◆ Exercise details ◆
Tally the lines in the listing below that include "label". Answer with the count and nothing more.

══ Available data

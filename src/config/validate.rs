// src/config/validate.rs

use crate::config::model::{ConfigFile, RawConfigFile};
use crate::errors::{PipedagError, Result};

/// Longest accepted `[watch].debounce_ms`.
pub const MAX_DEBOUNCE_MS: u64 = 10_000;

impl TryFrom<RawConfigFile> for ConfigFile {
    type Error = crate::errors::PipedagError;

    fn try_from(raw: RawConfigFile) -> std::result::Result<Self, Self::Error> {
        validate_raw_config(&raw)?;
        Ok(ConfigFile::new_unchecked(raw.validation, raw.watch))
    }
}

fn validate_raw_config(cfg: &RawConfigFile) -> Result<()> {
    validate_thresholds(cfg)?;
    validate_watch(cfg)?;
    Ok(())
}

fn validate_thresholds(cfg: &RawConfigFile) -> Result<()> {
    let v = &cfg.validation;
    if v.large_graph_threshold < v.min_nodes {
        return Err(PipedagError::ConfigError(format!(
            "[validation].large_graph_threshold ({}) must be >= min_nodes ({})",
            v.large_graph_threshold, v.min_nodes
        )));
    }
    Ok(())
}

fn validate_watch(cfg: &RawConfigFile) -> Result<()> {
    if cfg.watch.debounce_ms > MAX_DEBOUNCE_MS {
        return Err(PipedagError::ConfigError(format!(
            "[watch].debounce_ms must be <= {} (got {})",
            MAX_DEBOUNCE_MS, cfg.watch.debounce_ms
        )));
    }
    Ok(())
}

#[cfg(test)]
mod tests {
    use super::*;
    use crate::config::model::{ValidationSection, WatchSection};

    #[test]
    fn defaults_pass() {
        assert!(ConfigFile::try_from(RawConfigFile::default()).is_ok());
    }

    #[test]
    fn threshold_below_minimum_is_rejected() {
        let raw = RawConfigFile {
            validation: ValidationSection {
                min_nodes: 5,
                large_graph_threshold: 3,
                ..ValidationSection::default()
            },
            watch: WatchSection::default(),
        };
        match ConfigFile::try_from(raw) {
            Err(PipedagError::ConfigError(msg)) => {
                assert!(msg.contains("large_graph_threshold (3)"));
            }
            other => panic!("expected ConfigError, got {other:?}"),
        }
    }

    #[test]
    fn long_debounce_is_rejected() {
        let raw = RawConfigFile {
            validation: ValidationSection::default(),
            watch: WatchSection { debounce_ms: 60_000 },
        };
        assert!(matches!(
            ConfigFile::try_from(raw),
            Err(PipedagError::ConfigError(_))
        ));
    }
}
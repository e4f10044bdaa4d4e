// src/main.rs

use pipedag::{EXIT_INVALID, cli, logging, run};

#[tokio::main]
async fn main() {
    match run_main().await {
        Ok(true) => {}
        Ok(false) => std::process::exit(EXIT_INVALID),
        Err(err) => {
            eprintln!("pipedag error: {err:?}");
            std::process::exit(1);
        }
    }
}

async fn run_main() -> anyhow::Result<bool> {
    let args = cli::parse();
    logging::init_logging(args.log_level)?;
    run(args).await
}
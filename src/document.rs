// src/document.rs

//! Pipeline JSON documents, in the shape the editor exports:
//!
//! ```json
//! {
//!   "nodes": [{ "id": "1", "label": "Data Source", "type": "source",
//!               "position": { "x": 250, "y": 50 } }],
//!   "edges": [{ "id": "e1-2", "source": "1", "target": "2", "type": "default" }]
//! }
//! ```
//!
//! Node `type`/`position`, edge `type`, and both top-level arrays are optional
//! on input. Output always writes every field.

use std::fs;
use std::path::Path;

use serde::{Deserialize, Serialize};
use tracing::debug;

use crate::errors::Result;
use crate::graph::{Edge, Node, PipelineGraph};

#[derive(Debug, Clone, Default, Serialize, Deserialize)]
struct PipelineDocument {
    #[serde(default)]
    nodes: Vec<Node>,
    #[serde(default)]
    edges: Vec<Edge>,
}

/// Parse a document and build a strict snapshot from it.
pub fn parse_document(contents: &str) -> Result<PipelineGraph> {
    let doc: PipelineDocument = serde_json::from_str(contents)?;
    PipelineGraph::new(doc.nodes, doc.edges)
}

/// Read and parse a document from disk.
pub fn load_document(path: impl AsRef<Path>) -> Result<PipelineGraph> {
    let path = path.as_ref();
    let contents = fs::read_to_string(path)?;
    let graph = parse_document(&contents)?;
    debug!(
        path = %path.display(),
        nodes = graph.nodes().len(),
        edges = graph.edges().len(),
        "loaded pipeline document"
    );
    Ok(graph)
}

/// Serialise a snapshot as pretty-printed JSON (2-space indent).
pub fn to_document_string(graph: &PipelineGraph) -> Result<String> {
    let doc = PipelineDocument {
        nodes: graph.nodes().to_vec(),
        edges: graph.edges().to_vec(),
    };
    Ok(serde_json::to_string_pretty(&doc)?)
}

/// Write a snapshot to disk, creating parent directories as needed.
pub fn save_document(path: impl AsRef<Path>, graph: &PipelineGraph) -> Result<()> {
    let path = path.as_ref();
    if let Some(parent) = path.parent() {
        if !parent.as_os_str().is_empty() {
            fs::create_dir_all(parent)?;
        }
    }
    fs::write(path, to_document_string(graph)?)?;
    Ok(())
}
//! Shared helpers for pipedag's integration tests.

pub mod builders;

use std::future::Future;
use std::sync::Once;
use std::time::Duration;

use tracing_subscriber::EnvFilter;

/// Upper bound for any single await in an async test.
pub const TEST_TIMEOUT: Duration = Duration::from_secs(5);

static SUBSCRIBER: Once = Once::new();

/// Install a test-captured subscriber once per test binary.
///
/// The filter comes from `RUST_LOG` and falls back to `warn`, so validator
/// debug output stays quiet unless asked for.
pub fn init_tracing() {
    SUBSCRIBER.call_once(|| {
        let filter = EnvFilter::try_from_default_env().unwrap_or_else(|_| EnvFilter::new("warn"));
        let _ = tracing_subscriber::fmt()
            .with_env_filter(filter)
            .with_test_writer()
            .try_init();
    });
}

/// Await `fut`, failing the test if it takes longer than [`TEST_TIMEOUT`].
pub async fn with_timeout<F: Future>(fut: F) -> F::Output {
    match tokio::time::timeout(TEST_TIMEOUT, fut).await {
        Ok(out) => out,
        Err(_) => panic!("future did not complete within {TEST_TIMEOUT:?}"),
    }
}
// src/graph/order.rs

use petgraph::algo::toposort;
use petgraph::graphmap::DiGraphMap;

use crate::graph::{Edge, Node};

/// Node ids in an order where every edge points forward, or `None` if the
/// graph over known nodes has a cycle (self-loops included).
///
/// Edges with an endpoint that is not a node are skipped.
pub fn topological_order<'a>(nodes: &'a [Node], edges: &'a [Edge]) -> Option<Vec<&'a str>> {
    let mut graph: DiGraphMap<&str, ()> = DiGraphMap::new();

    for node in nodes {
        graph.add_node(node.id.as_str());
    }

    for edge in edges {
        let (src, dst) = (edge.source.as_str(), edge.target.as_str());
        if graph.contains_node(src) && graph.contains_node(dst) {
            graph.add_edge(src, dst, ());
        }
    }

    toposort(&graph, None).ok()
}
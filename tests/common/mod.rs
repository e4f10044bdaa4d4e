#![allow(dead_code)]

use std::io::Write;

use tempfile::NamedTempFile;

pub use pipedag_test_utils::init_tracing;

/// Write `contents` to a fresh temp file with the given suffix.
pub fn temp_file(suffix: &str, contents: &str) -> NamedTempFile {
    let mut file = tempfile::Builder::new()
        .suffix(suffix)
        .tempfile()
        .expect("create temp file");
    file.write_all(contents.as_bytes()).expect("write temp file");
    file.flush().expect("flush temp file");
    file
}
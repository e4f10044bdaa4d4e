// src/watch/revalidate.rs

use tracing::{info, warn};

use crate::document::parse_document;
use crate::report::Report;
use crate::validate::Validator;
use crate::watch::hash::ContentMemo;

/// What happened when a new version of the document was seen.
#[derive(Debug)]
pub enum Revalidation {
    /// Same bytes as last time; nothing was validated.
    Unchanged,
    /// The document parsed and was validated.
    Validated(Report),
    /// The document could not be turned into a snapshot (bad JSON, duplicate
    /// ids). Watching should continue.
    Unreadable(String),
}

/// Pure core of watch mode: document contents in, report out.
#[derive(Debug)]
pub struct Revalidator {
    validator: Validator,
    memo: ContentMemo,
}

impl Revalidator {
    pub fn new(validator: Validator) -> Self {
        Self {
            validator,
            memo: ContentMemo::new(),
        }
    }

    pub fn process(&mut self, contents: &str) -> Revalidation {
        if !self.memo.observe(contents.as_bytes()) {
            return Revalidation::Unchanged;
        }

        match parse_document(contents) {
            Ok(graph) => {
                let report = Report::build(&graph, &self.validator);
                info!(
                    valid = report.is_valid(),
                    errors = report.validation.errors.len(),
                    "re-validated pipeline document"
                );
                Revalidation::Validated(report)
            }
            Err(err) => {
                warn!("document could not be parsed: {err}");
                Revalidation::Unreadable(err.to_string())
            }
        }
    }
}

#[cfg(test)]
mod tests {
    use super::*;

    const VALID: &str = r#"{ "nodes": [{ "id": "a", "label": "A" }, { "id": "b", "label": "B" }],
                             "edges": [{ "id": "e", "source": "a", "target": "b" }] }"#;
    const CYCLIC: &str = r#"{ "nodes": [{ "id": "a", "label": "A" }, { "id": "b", "label": "B" }],
                              "edges": [{ "id": "e1", "source": "a", "target": "b" },
                                        { "id": "e2", "source": "b", "target": "a" }] }"#;

    #[test]
    fn validates_only_when_contents_change() {
        let mut r = Revalidator::new(Validator::default());

        match r.process(VALID) {
            Revalidation::Validated(report) => assert!(report.is_valid()),
            other => panic!("expected report, got {other:?}"),
        }
        assert!(matches!(r.process(VALID), Revalidation::Unchanged));

        match r.process(CYCLIC) {
            Revalidation::Validated(report) => assert!(report.stats.has_cycles),
            other => panic!("expected report, got {other:?}"),
        }
    }

    #[test]
    fn broken_document_is_reported_once_and_recovers() {
        let mut r = Revalidator::new(Validator::default());

        assert!(matches!(r.process("{ \"nodes\": "), Revalidation::Unreadable(_)));
        assert!(matches!(r.process("{ \"nodes\": "), Revalidation::Unchanged));
        assert!(matches!(r.process(VALID), Revalidation::Validated(_)));
    }
}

════

◆ Result of this exercise ◆
3